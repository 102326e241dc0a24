//! Strong-typedef arithmetic wrappers.
//!
//! [`Tagged<T, M>`] wraps a single numeric primitive `T` and behaves
//! arithmetically like it, while staying a distinct type at compile time.
//! The optional marker `M` partitions wrappers over the same primitive into
//! families that cannot be mixed: meters and seconds can both be `i64`
//! underneath without ever assigning one to the other by accident.
//!
//! The rules are deliberately strict:
//!
//! - arithmetic and comparison are defined only between instances of the
//!   same instantiation, and delegate to the primitive verbatim;
//! - every wrapper/primitive conversion is an explicit call
//!   ([`Tagged::new`], [`Tagged::into_inner`], [`Tagged::get`]); there is no
//!   `Deref` and no implicit extraction;
//! - crossing tag families takes an explicit [`Tagged::retag`];
//! - negating a wrapper over an unsigned primitive does not compile.
//!
//! [`primitive_cast`] bridges generic code that handles "maybe-wrapped"
//! values: it extracts the primitive from a wrapper and passes bare values
//! through unchanged, dispatched entirely at compile time via [`Raw`].
//!
//! # Example
//!
//! ```
//! use tagged_arith::{Tagged, primitive_cast};
//!
//! enum Meters {}
//! enum Seconds {}
//!
//! type Distance = Tagged<i64, Meters>;
//! type Elapsed = Tagged<i64, Seconds>;
//!
//! let leg = Distance::new(120) + Distance::new(30);
//! assert_eq!(leg.value(), 150);
//!
//! let t = Elapsed::new(5);
//! // let nonsense = leg + t; // distinct types: does not compile
//! assert_eq!(leg.value() / t.value(), 30);
//!
//! // Generic code treats wrapped and bare values uniformly.
//! assert_eq!(primitive_cast(leg), 150);
//! assert_eq!(primitive_cast(150i64), 150);
//! ```
#![warn(clippy::all)]
#![cfg_attr(docsrs, feature(doc_cfg))]

pub mod error;
mod display;
mod primitive;
mod raw;
mod tagged;

pub use error::ParseError;
pub use primitive::{FloatPrimitive, Primitive};
pub use raw::{Raw, primitive_cast, primitive_cast_mut, primitive_cast_ref};
pub use tagged::Tagged;

/// Prelude for common imports.
pub mod prelude {
    pub use crate::{Raw, Tagged, primitive_cast, primitive_cast_mut, primitive_cast_ref};
}
//! The strong-typedef wrapper itself.
//!
//! [`Tagged<T, M>`] embeds a single primitive `T` and carries a nominal
//! marker type `M` that exists only at the type level. Two instantiations
//! interoperate (assignment, comparison, arithmetic) only when both `T` and
//! `M` match exactly; every wrapper-to-primitive conversion is an explicit
//! call. The marker is never stored or instantiated.

use core::cmp::Ordering;
use core::fmt;
use core::hash::{Hash, Hasher};
use core::marker::PhantomData;
use core::ops::{Add, AddAssign, Div, DivAssign, Mul, MulAssign, Neg, Sub, SubAssign};

use crate::primitive::{FloatPrimitive, Primitive};

/// A numeric value that is a distinct type at compile time.
///
/// `Tagged<i64, MetersTag>` and `Tagged<i64, SecondsTag>` behave identically
/// at runtime but cannot be mixed, assigned to each other, or compared.
/// Arithmetic is defined only between instances of the same instantiation
/// and delegates to the primitive's operators verbatim, including their
/// faults (integer division by zero, debug-mode overflow, float NaN quirks).
///
/// The marker parameter is wrapped in `PhantomData<fn() -> M>` so that the
/// marker never affects variance, auto traits, or drop behavior.
///
/// # Example
///
/// ```
/// use tagged_arith::Tagged;
///
/// enum Meters {}
/// type Distance = Tagged<i64, Meters>;
///
/// let total = Distance::new(120) + Distance::new(30);
/// assert_eq!(total.value(), 150);
/// ```
#[repr(transparent)]
pub struct Tagged<T, M = ()> {
    value: T,
    _tag: PhantomData<fn() -> M>,
}

impl<T, M> Tagged<T, M> {
    /// Wrap a primitive value.
    #[inline]
    pub const fn new(value: T) -> Self {
        Self {
            value,
            _tag: PhantomData,
        }
    }

    /// Consume the wrapper and return the primitive.
    #[inline]
    pub fn into_inner(self) -> T {
        self.value
    }

    /// Borrow the embedded primitive.
    #[inline]
    pub fn get(&self) -> &T {
        &self.value
    }

    /// Exclusively borrow the embedded primitive.
    ///
    /// This is the canonical path generic code uses to write through the
    /// wrapper, e.g. `*x.get_mut() = 7`.
    #[inline]
    pub fn get_mut(&mut self) -> &mut T {
        &mut self.value
    }

    /// Copy the embedded primitive out.
    #[inline]
    pub fn value(&self) -> T
    where
        T: Copy,
    {
        self.value
    }

    /// Assign from a bare primitive.
    #[inline]
    pub fn set(&mut self, value: T) {
        self.value = value;
    }

    /// Move the value into a different tag family.
    ///
    /// The only sanctioned cross-tag conversion; always an explicit call,
    /// never part of operator or coercion resolution.
    #[inline]
    pub fn retag<N>(self) -> Tagged<T, N> {
        Tagged::new(self.value)
    }

    /// Transform the embedded primitive, keeping the tag.
    #[inline]
    pub fn map<U>(self, f: impl FnOnce(T) -> U) -> Tagged<U, M> {
        Tagged::new(f(self.value))
    }
}

// Limit constants, forwarded from the primitive (the numeric_limits
// integration).
impl<T: Primitive, M> Tagged<T, M> {
    pub const ZERO: Self = Self::new(T::ZERO);
    pub const ONE: Self = Self::new(T::ONE);
    pub const MIN: Self = Self::new(T::MIN);
    pub const MAX: Self = Self::new(T::MAX);

    /// Increment in place (prefix `++` analogue).
    #[inline]
    pub fn inc(&mut self)
    where
        T: AddAssign,
    {
        self.value += T::ONE;
    }

    /// Decrement in place (prefix `--` analogue).
    #[inline]
    pub fn dec(&mut self)
    where
        T: SubAssign,
    {
        self.value -= T::ONE;
    }

    /// Increment and return the value held *before* the increment
    /// (postfix `++` analogue).
    #[inline]
    pub fn post_inc(&mut self) -> Self
    where
        T: AddAssign,
    {
        let prev = *self;
        self.inc();
        prev
    }

    /// Decrement and return the value held *before* the decrement
    /// (postfix `--` analogue).
    #[inline]
    pub fn post_dec(&mut self) -> Self
    where
        T: SubAssign,
    {
        let prev = *self;
        self.dec();
        prev
    }
}

// Float-only limit constants.
impl<T: FloatPrimitive, M> Tagged<T, M> {
    pub const EPSILON: Self = Self::new(T::EPSILON);
    pub const INFINITY: Self = Self::new(T::INFINITY);
    pub const NEG_INFINITY: Self = Self::new(T::NEG_INFINITY);
    pub const NAN: Self = Self::new(T::NAN);
}

// Derived-equivalent impls, written out by hand so the bounds land on `T`
// alone and never on the marker.
impl<T: Clone, M> Clone for Tagged<T, M> {
    #[inline]
    fn clone(&self) -> Self {
        Self::new(self.value.clone())
    }
}

impl<T: Copy, M> Copy for Tagged<T, M> {}

impl<T: Default, M> Default for Tagged<T, M> {
    #[inline]
    fn default() -> Self {
        Self::new(T::default())
    }
}

impl<T: fmt::Debug, M> fmt::Debug for Tagged<T, M> {
    fn fmt(&self, f: &mut fmt::Formatter<'_>) -> fmt::Result {
        f.debug_tuple("Tagged").field(&self.value).finish()
    }
}

impl<T: PartialEq, M> PartialEq for Tagged<T, M> {
    #[inline]
    fn eq(&self, other: &Self) -> bool {
        self.value == other.value
    }
}

impl<T: Eq, M> Eq for Tagged<T, M> {}

impl<T: PartialOrd, M> PartialOrd for Tagged<T, M> {
    #[inline]
    fn partial_cmp(&self, other: &Self) -> Option<Ordering> {
        self.value.partial_cmp(&other.value)
    }
}

impl<T: Ord, M> Ord for Tagged<T, M> {
    #[inline]
    fn cmp(&self, other: &Self) -> Ordering {
        self.value.cmp(&other.value)
    }
}

impl<T: Hash, M> Hash for Tagged<T, M> {
    #[inline]
    fn hash<H: Hasher>(&self, state: &mut H) {
        self.value.hash(state);
    }
}

impl<T, M> From<T> for Tagged<T, M> {
    #[inline]
    fn from(value: T) -> Self {
        Self::new(value)
    }
}

// Arithmetic operators: same instantiation on both sides only, delegating to
// the primitive.
impl<T: Add<Output = T>, M> Add for Tagged<T, M> {
    type Output = Self;

    #[inline]
    fn add(self, rhs: Self) -> Self::Output {
        Self::new(self.value + rhs.value)
    }
}

impl<T: Sub<Output = T>, M> Sub for Tagged<T, M> {
    type Output = Self;

    #[inline]
    fn sub(self, rhs: Self) -> Self::Output {
        Self::new(self.value - rhs.value)
    }
}

impl<T: Mul<Output = T>, M> Mul for Tagged<T, M> {
    type Output = Self;

    #[inline]
    fn mul(self, rhs: Self) -> Self::Output {
        Self::new(self.value * rhs.value)
    }
}

impl<T: Div<Output = T>, M> Div for Tagged<T, M> {
    type Output = Self;

    #[inline]
    fn div(self, rhs: Self) -> Self::Output {
        Self::new(self.value / rhs.value)
    }
}

// Unsigned primitives do not implement `Neg`, so negating an unsigned
// wrapper is a type error rather than a runtime fault.
impl<T: Neg<Output = T>, M> Neg for Tagged<T, M> {
    type Output = Self;

    #[inline]
    fn neg(self) -> Self::Output {
        Self::new(-self.value)
    }
}

// Compound assignment.
impl<T: AddAssign, M> AddAssign for Tagged<T, M> {
    #[inline]
    fn add_assign(&mut self, rhs: Self) {
        self.value += rhs.value;
    }
}

impl<T: SubAssign, M> SubAssign for Tagged<T, M> {
    #[inline]
    fn sub_assign(&mut self, rhs: Self) {
        self.value -= rhs.value;
    }
}

impl<T: MulAssign, M> MulAssign for Tagged<T, M> {
    #[inline]
    fn mul_assign(&mut self, rhs: Self) {
        self.value *= rhs.value;
    }
}

impl<T: DivAssign, M> DivAssign for Tagged<T, M> {
    #[inline]
    fn div_assign(&mut self, rhs: Self) {
        self.value /= rhs.value;
    }
}

#[cfg(feature = "serde")]
impl<T: serde::Serialize, M> serde::Serialize for Tagged<T, M> {
    #[inline]
    fn serialize<S: serde::Serializer>(&self, serializer: S) -> Result<S::Ok, S::Error> {
        self.value.serialize(serializer)
    }
}

#[cfg(feature = "serde")]
impl<'de, T: serde::Deserialize<'de>, M> serde::Deserialize<'de> for Tagged<T, M> {
    #[inline]
    fn deserialize<D: serde::Deserializer<'de>>(deserializer: D) -> Result<Self, D::Error> {
        T::deserialize(deserializer).map(Self::new)
    }
}

// The wrapper never weakens its primitive's surface.
static_assertions::assert_impl_all!(Tagged<i64>: Copy, Send, Sync, Neg);
static_assertions::assert_not_impl_any!(Tagged<u64>: Neg);
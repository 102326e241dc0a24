//! Uniform extraction of the primitive from maybe-wrapped values.
//!
//! Generic code often receives either a bare primitive or a
//! [`Tagged`](crate::Tagged) wrapper over one and wants to handle both
//! without branching. [`Raw`] is the compile-time predicate and accessor for
//! that: wrapper instantiations expose their embedded primitive, bare
//! primitives pass through as themselves. The [`primitive_cast`] family
//! applies it while preserving the argument's ownership mode.

use crate::tagged::Tagged;

/// Access to the underlying primitive of a maybe-wrapped value.
///
/// `<X as Raw>::TAGGED` answers "is `X` a wrapper instantiation?" at compile
/// time; the three accessors mirror the by-value, shared, and exclusive ways
/// of reaching the primitive. There are exactly two families of impls and
/// they are disjoint, so dispatch is settled entirely by the type checker.
pub trait Raw {
    /// The embedded primitive, or the type itself for bare values.
    type Value;

    /// Whether this type is a [`Tagged`] instantiation.
    const TAGGED: bool;

    /// Extract the primitive by value.
    fn into_raw(self) -> Self::Value;

    /// Borrow the primitive.
    fn raw(&self) -> &Self::Value;

    /// Exclusively borrow the primitive.
    fn raw_mut(&mut self) -> &mut Self::Value;
}

impl<T, M> Raw for Tagged<T, M> {
    type Value = T;

    const TAGGED: bool = true;

    #[inline]
    fn into_raw(self) -> T {
        self.into_inner()
    }

    #[inline]
    fn raw(&self) -> &T {
        self.get()
    }

    #[inline]
    fn raw_mut(&mut self) -> &mut T {
        self.get_mut()
    }
}

// Pass-through impls for the bare built-ins. A blanket `impl<T> Raw for T`
// would overlap the wrapper impl, so the identity branch covers the closed
// set of primitive types generic numeric code actually mixes with wrappers.
macro_rules! impl_raw_identity {
    ($($ty:ty),* $(,)?) => {$(
        impl Raw for $ty {
            type Value = $ty;

            const TAGGED: bool = false;

            #[inline]
            fn into_raw(self) -> $ty {
                self
            }

            #[inline]
            fn raw(&self) -> &$ty {
                self
            }

            #[inline]
            fn raw_mut(&mut self) -> &mut $ty {
                self
            }
        }
    )*};
}

impl_raw_identity! {
    i8, i16, i32, i64, i128, isize,
    u8, u16, u32, u64, u128, usize,
    f32, f64,
    bool, char,
}

/// Extract the primitive from `v`, or return `v` unchanged if it is not a
/// wrapper.
#[inline]
pub fn primitive_cast<V: Raw>(v: V) -> V::Value {
    v.into_raw()
}

/// Shared-reference form of [`primitive_cast`].
#[inline]
pub fn primitive_cast_ref<V: Raw>(v: &V) -> &V::Value {
    v.raw()
}

/// Exclusive-reference form of [`primitive_cast`]; the result can be
/// assigned through.
#[inline]
pub fn primitive_cast_mut<V: Raw>(v: &mut V) -> &mut V::Value {
    v.raw_mut()
}

#[cfg(test)]
mod tests {
    use super::*;

    enum Row {}
    enum Col {}

    type RowIdx = Tagged<i64, Row>;
    type ColIdx = Tagged<i64, Col>;

    #[test]
    fn test_predicate() {
        assert!(<RowIdx as Raw>::TAGGED);
        assert!(<Tagged<f32> as Raw>::TAGGED);
        assert!(!<i64 as Raw>::TAGGED);
        assert!(!<bool as Raw>::TAGGED);
    }

    #[test]
    fn test_unwrap_and_pass_through() {
        assert_eq!(primitive_cast(RowIdx::new(7)), 7);
        assert_eq!(primitive_cast(7i64), 7);
        assert_eq!(*primitive_cast_ref(&RowIdx::new(3)), 3);
    }

    #[test]
    fn test_cast_assign_across_families() {
        // Deliberate cross-family data flow goes through the primitives.
        let mut a = RowIdx::new(2);
        let b = ColIdx::new(3);

        *primitive_cast_mut(&mut a) = primitive_cast(b);
        assert_eq!(a, RowIdx::new(3));
    }
}
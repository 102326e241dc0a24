//! Standalone error types.
//!
//! The wrapper's misuse surface is rejected by the type checker, so the only
//! runtime-fallible operation in the crate is parsing a wrapper from text.

use thiserror::Error;

/// Failure to parse a [`Tagged`](crate::Tagged) value from text.
///
/// Parsing delegates to the primitive's own `FromStr`, so the accepted
/// grammar is exactly the primitive's; this type only records what was being
/// parsed and what the primitive parser said.
#[derive(Error, Debug, Clone, PartialEq, Eq)]
#[error("invalid {primitive} literal {input:?}: {message}")]
pub struct ParseError {
    primitive: &'static str,
    input: String,
    message: String,
}

impl ParseError {
    pub(crate) fn new(primitive: &'static str, input: &str, message: impl ToString) -> Self {
        Self {
            primitive,
            input: input.to_owned(),
            message: message.to_string(),
        }
    }

    /// Name of the primitive type the input was parsed as.
    pub fn primitive(&self) -> &'static str {
        self.primitive
    }

    /// The offending input.
    pub fn input(&self) -> &str {
        &self.input
    }

    /// The primitive parser's own report.
    pub fn message(&self) -> &str {
        &self.message
    }
}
● ● ● ● ●
**Task instructions**
Where a line in the records above includes the string "between", show it.

**Response to this exercise**
//! - arithmetic and comparison are defined only between instances of the
/// Arithmetic is defined only between instances of the same instantiation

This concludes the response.